==== PROVIDED RECORDS ====
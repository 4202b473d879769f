//! Ask command implementation.

use super::with_provider;
use crate::cli::preflight::{self, Operation};
use crate::cli::Output;
use crate::config::Settings;
use crate::rag::RagEngine;
use anyhow::Result;

/// Run the ask command.
pub async fn run_ask(
    question: &str,
    provider: Option<&str>,
    max_rounds: Option<usize>,
    settings: Settings,
) -> Result<()> {
    let mut settings = with_provider(settings, provider)?;
    if let Some(rounds) = max_rounds {
        settings.tools.max_rounds = rounds;
    }

    if let Err(e) = preflight::check(Operation::Ask, &settings) {
        Output::error(&format!("{}", e));
        Output::info("Run 'coursemate config path' to find the config file.");
        return Err(e.into());
    }

    let engine = RagEngine::from_settings(&settings)?;

    let spinner = Output::spinner("Searching course materials...");
    let answer = engine.ask(question, None).await;
    spinner.finish_and_clear();

    Output::answer(&answer);
    Ok(())
}
//! Course content search tool.

use super::{optional_str, optional_u32, required_str, Source, Tool, ToolArgs, ToolOutput};
use crate::catalog::{ContentChunk, Course, CourseStore, SearchFilter};
use crate::error::Result;
use crate::llm::ToolDescriptor;
use async_trait::async_trait;
use serde_json::json;
use std::collections::HashMap;
use std::sync::Arc;
use tracing::debug;

/// Searches course materials with course-name resolution and lesson filtering.
pub struct CourseSearchTool {
    store: Arc<dyn CourseStore>,
    max_results: usize,
}

impl CourseSearchTool {
    pub const NAME: &'static str = "search_course_content";

    pub fn new(store: Arc<dyn CourseStore>) -> Self {
        Self {
            store,
            max_results: 5,
        }
    }

    /// Set the maximum number of hits returned per search.
    pub fn with_max_results(mut self, max: usize) -> Self {
        self.max_results = max.max(1);
        self
    }

    /// Format hits under `[course - Lesson n]` headers and collect deduplicated sources.
    async fn format_results(&self, chunks: &[ContentChunk]) -> Result<ToolOutput> {
        let mut courses: HashMap<&str, Option<Course>> = HashMap::new();
        for chunk in chunks {
            if !courses.contains_key(chunk.course_title.as_str()) {
                let course = self.store.course(&chunk.course_title).await?;
                courses.insert(chunk.course_title.as_str(), course);
            }
        }

        let mut sources: Vec<Source> = Vec::new();
        let mut seen: Vec<(&str, Option<u32>)> = Vec::new();
        let mut formatted = Vec::with_capacity(chunks.len());

        for chunk in chunks {
            let label = match chunk.lesson_number {
                Some(n) => format!("{} - Lesson {}", chunk.course_title, n),
                None => chunk.course_title.clone(),
            };

            let key = (chunk.course_title.as_str(), chunk.lesson_number);
            if !seen.contains(&key) {
                seen.push(key);
                let url = chunk.lesson_number.and_then(|n| {
                    courses
                        .get(chunk.course_title.as_str())
                        .and_then(Option::as_ref)
                        .and_then(|c| c.lesson_link(n))
                        .map(str::to_string)
                });
                sources.push(Source {
                    label: label.clone(),
                    url,
                });
            }

            formatted.push(format!("[{}]\n{}", label, chunk.content));
        }

        Ok(ToolOutput {
            content: formatted.join("\n\n"),
            sources,
        })
    }
}

#[async_trait]
impl Tool for CourseSearchTool {
    fn descriptor(&self) -> ToolDescriptor {
        ToolDescriptor::new(
            Self::NAME,
            "Search course materials with smart course name matching and lesson filtering",
            json!({
                "type": "object",
                "properties": {
                    "query": {
                        "type": "string",
                        "description": "What to search for in the course content"
                    },
                    "course_name": {
                        "type": "string",
                        "description": "Course title (partial matches work, e.g. 'MCP', 'Introduction')"
                    },
                    "lesson_number": {
                        "type": "integer",
                        "description": "Specific lesson number to search within (e.g. 1, 2, 3)"
                    }
                },
                "required": ["query"]
            }),
        )
    }

    async fn execute(&self, args: &ToolArgs) -> Result<ToolOutput> {
        let query = required_str(args, "query")?;
        let course_name = optional_str(args, "course_name");
        let lesson_number = optional_u32(args, "lesson_number")?;

        let course_title = match course_name {
            Some(name) => match self.store.resolve_course_name(name).await? {
                Some(title) => Some(title),
                None => return Ok(ToolOutput::text(format!("No course found matching '{}'.", name))),
            },
            None => None,
        };

        let filter = SearchFilter {
            course_title,
            lesson_number,
        };
        debug!("Searching for {:?} with filter {:?}", query, filter);

        let chunks = self.store.search(query, &filter, self.max_results).await?;

        if chunks.is_empty() {
            let mut filter_info = String::new();
            if let Some(name) = course_name {
                filter_info.push_str(&format!(" in course '{}'", name));
            }
            if let Some(n) = lesson_number {
                filter_info.push_str(&format!(" in lesson {}", n));
            }
            return Ok(ToolOutput::text(format!("No relevant content found{}.", filter_info)));
        }

        self.format_results(&chunks).await
    }
}

#[cfg(test)]
mod tests {
    use super::*;
    use crate::catalog::MemoryCourseStore;

    const CATALOG: &str = r#"{
        "courses": [{
            "title": "MCP: Build Rich-Context AI Apps",
            "lessons": [
                {"lesson_number": 1, "lesson_title": "Architecture", "lesson_link": "https://example.com/mcp/1",
                 "content": "MCP uses a client server architecture.\n\nThe client keeps one session per server."},
                {"lesson_number": 2, "lesson_title": "Servers",
                 "content": "A server exposes tools to the client."}
            ]
        }]
    }"#;

    fn tool() -> CourseSearchTool {
        CourseSearchTool::new(Arc::new(MemoryCourseStore::from_json(CATALOG).unwrap()))
    }

    fn args(value: serde_json::Value) -> ToolArgs {
        value.as_object().cloned().unwrap()
    }

    #[tokio::test]
    async fn test_formats_hits_with_headers_and_dedupes_sources() {
        let output = tool()
            .execute(&args(json!({"query": "client server"})))
            .await
            .unwrap();

        assert!(output.content.starts_with("[MCP: Build Rich-Context AI Apps - Lesson 1]\n"));
        assert_eq!(output.content.matches("[MCP: Build Rich-Context AI Apps - Lesson").count(), 3);
        assert_eq!(output.sources.len(), 2);
        assert_eq!(output.sources[0].label, "MCP: Build Rich-Context AI Apps - Lesson 1");
        assert_eq!(output.sources[0].url.as_deref(), Some("https://example.com/mcp/1"));
        assert_eq!(output.sources[1].url, None);
    }

    #[tokio::test]
    async fn test_lesson_filter() {
        let output = tool()
            .execute(&args(json!({"query": "server", "course_name": "mcp", "lesson_number": 2})))
            .await
            .unwrap();

        assert_eq!(
            output.content,
            "[MCP: Build Rich-Context AI Apps - Lesson 2]\nA server exposes tools to the client."
        );
    }

    #[tokio::test]
    async fn test_empty_result_message() {
        let output = tool()
            .execute(&args(json!({"query": "kubernetes", "course_name": "MCP", "lesson_number": 1})))
            .await
            .unwrap();

        assert_eq!(output.content, "No relevant content found in course 'MCP' in lesson 1.");
        assert!(output.sources.is_empty());
    }

    #[tokio::test]
    async fn test_unknown_course() {
        let output = tool()
            .execute(&args(json!({"query": "x", "course_name": "Quantum Knitting"})))
            .await
            .unwrap();

        assert_eq!(output.content, "No course found matching 'Quantum Knitting'.");
    }

    #[tokio::test]
    async fn test_missing_query_is_error() {
        assert!(tool().execute(&args(json!({"course_name": "MCP"}))).await.is_err());
    }
}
====
— TASK STATEMENT —
Every record shown above should be set down again exactly.

— TASK RESULT —
repository 4202b473d879769f
//! Ask command implementation.

use super::with_provider;
use crate::cli::preflight::{self, Operation};
use crate::cli::Output;
use crate::config::Settings;
use crate::rag::RagEngine;
use anyhow::Result;

/// Run the ask command.
pub async fn run_ask(
    question: &str,
    provider: Option<&str>,
    max_rounds: Option<usize>,
    settings: Settings,
) -> Result<()> {
    let mut settings = with_provider(settings, provider)?;
    if let Some(rounds) = max_rounds {
        settings.tools.max_rounds = rounds;
    }

    if let Err(e) = preflight::check(Operation::Ask, &settings) {
        Output::error(&format!("{}", e));
        Output::info("Run 'coursemate config path' to find the config file.");
        return Err(e.into());
    }

    let engine = RagEngine::from_settings(&settings)?;

    let spinner = Output::spinner("Searching course materials...");
    let answer = engine.ask(question, None).await;
    spinner.finish_and_clear();

    Output::answer(&answer);
    Ok(())
}
//! Course content search tool.

use super::{optional_str, optional_u32, required_str, Source, Tool, ToolArgs, ToolOutput};
use crate::catalog::{ContentChunk, Course, CourseStore, SearchFilter};
use crate::error::Result;
use crate::llm::ToolDescriptor;
use async_trait::async_trait;
use serde_json::json;
use std::collections::HashMap;
use std::sync::Arc;
use tracing::debug;

/// Searches course materials with course-name resolution and lesson filtering.
pub struct CourseSearchTool {
    store: Arc<dyn CourseStore>,
    max_results: usize,
}

impl CourseSearchTool {
    pub const NAME: &'static str = "search_course_content";

    pub fn new(store: Arc<dyn CourseStore>) -> Self {
        Self {
            store,
            max_results: 5,
        }
    }

    /// Set the maximum number of hits returned per search.
    pub fn with_max_results(mut self, max: usize) -> Self {
        self.max_results = max.max(1);
        self
    }

    /// Format hits under `[course - Lesson n]` headers and collect deduplicated sources.
    async fn format_results(&self, chunks: &[ContentChunk]) -> Result<ToolOutput> {
        let mut courses: HashMap<&str, Option<Course>> = HashMap::new();
        for chunk in chunks {
            if !courses.contains_key(chunk.course_title.as_str()) {
                let course = self.store.course(&chunk.course_title).await?;
                courses.insert(chunk.course_title.as_str(), course);
            }
        }

        let mut sources: Vec<Source> = Vec::new();
        let mut seen: Vec<(&str, Option<u32>)> = Vec::new();
        let mut formatted = Vec::with_capacity(chunks.len());

        for chunk in chunks {
            let label = match chunk.lesson_number {
                Some(n) => format!("{} - Lesson {}", chunk.course_title, n),
                None => chunk.course_title.clone(),
            };

            let key = (chunk.course_title.as_str(), chunk.lesson_number);
            if !seen.contains(&key) {
                seen.push(key);
                let url = chunk.lesson_number.and_then(|n| {
                    courses
                        .get(chunk.course_title.as_str())
                        .and_then(Option::as_ref)
                        .and_then(|c| c.lesson_link(n))
                        .map(str::to_string)
                });
                sources.push(Source {
                    label: label.clone(),
                    url,
                });
            }

            formatted.push(format!("[{}]\n{}", label, chunk.content));
        }

        Ok(ToolOutput {
            content: formatted.join("\n\n"),
            sources,
        })
    }
}

#[async_trait]
impl Tool for CourseSearchTool {
    fn descriptor(&self) -> ToolDescriptor {
        ToolDescriptor::new(
            Self::NAME,
            "Search course materials with smart course name matching and lesson filtering",
            json!({
                "type": "object",
                "properties": {
                    "query": {
                        "type": "string",
                        "description": "What to search for in the course content"
                    },
                    "course_name": {
                        "type": "string",
                        "description": "Course title (partial matches work, e.g. 'MCP', 'Introduction')"
                    },
                    "lesson_number": {
                        "type": "integer",
                        "description": "Specific lesson number to search within (e.g. 1, 2, 3)"
                    }
                },
                "required": ["query"]
            }),
        )
    }

    async fn execute(&self, args: &ToolArgs) -> Result<ToolOutput> {
        let query = required_str(args, "query")?;
        let course_name = optional_str(args, "course_name");
        let lesson_number = optional_u32(args, "lesson_number")?;

        let course_title = match course_name {
            Some(name) => match self.store.resolve_course_name(name).await? {
                Some(title) => Some(title),
                None => return Ok(ToolOutput::text(format!("No course found matching '{}'.", name))),
            },
            None => None,
        };

        let filter = SearchFilter {
            course_title,
            lesson_number,
        };
        debug!("Searching for {:?} with filter {:?}", query, filter);

        let chunks = self.store.search(query, &filter, self.max_results).await?;

        if chunks.is_empty() {
            let mut filter_info = String::new();
            if let Some(name) = course_name {
                filter_info.push_str(&format!(" in course '{}'", name));
            }
            if let Some(n) = lesson_number {
                filter_info.push_str(&format!(" in lesson {}", n));
            }
            return Ok(ToolOutput::text(format!("No relevant content found{}.", filter_info)));
        }

        self.format_results(&chunks).await
    }
}

#[cfg(test)]
mod tests {
    use super::*;
    use crate::catalog::MemoryCourseStore;

    const CATALOG: &str = r#"{
        "courses": [{
            "title": "MCP: Build Rich-Context AI Apps",
            "lessons": [
                {"lesson_number": 1, "lesson_title": "Architecture", "lesson_link": "https://example.com/mcp/1",
                 "content": "MCP uses a client server architecture.\n\nThe client keeps one session per server."},
                {"lesson_number": 2, "lesson_title": "Servers",
                 "content": "A server exposes tools to the client."}
            ]
        }]
    }"#;

    fn tool() -> CourseSearchTool {
        CourseSearchTool::new(Arc::new(MemoryCourseStore::from_json(CATALOG).unwrap()))
    }

    fn args(value: serde_json::Value) -> ToolArgs {
        value.as_object().cloned().unwrap()
    }

    #[tokio::test]
    async fn test_formats_hits_with_headers_and_dedupes_sources() {
        let output = tool()
            .execute(&args(json!({"query": "client server"})))
            .await
            .unwrap();

        assert!(output.content.starts_with("[MCP: Build Rich-Context AI Apps - Lesson 1]\n"));
        assert_eq!(output.content.matches("[MCP: Build Rich-Context AI Apps - Lesson").count(), 3);
        assert_eq!(output.sources.len(), 2);
        assert_eq!(output.sources[0].label, "MCP: Build Rich-Context AI Apps - Lesson 1");
        assert_eq!(output.sources[0].url.as_deref(), Some("https://example.com/mcp/1"));
        assert_eq!(output.sources[1].url, None);
    }

    #[tokio::test]
    async fn test_lesson_filter() {
        let output = tool()
            .execute(&args(json!({"query": "server", "course_name": "mcp", "lesson_number": 2})))
            .await
            .unwrap();

        assert_eq!(
            output.content,
            "[MCP: Build Rich-Context AI Apps - Lesson 2]\nA server exposes tools to the client."
        );
    }

    #[tokio::test]
    async fn test_empty_result_message() {
        let output = tool()
            .execute(&args(json!({"query": "kubernetes", "course_name": "MCP", "lesson_number": 1})))
            .await
            .unwrap();

        assert_eq!(output.content, "No relevant content found in course 'MCP' in lesson 1.");
        assert!(output.sources.is_empty());
    }

    #[tokio::test]
    async fn test_unknown_course() {
        let output = tool()
            .execute(&args(json!({"query": "x", "course_name": "Quantum Knitting"})))
            .await
            .unwrap();

        assert_eq!(output.content, "No course found matching 'Quantum Knitting'.");
    }

    #[tokio::test]
    async fn test_missing_query_is_error() {
        assert!(tool().execute(&args(json!({"course_name": "MCP"}))).await.is_err());
    }
}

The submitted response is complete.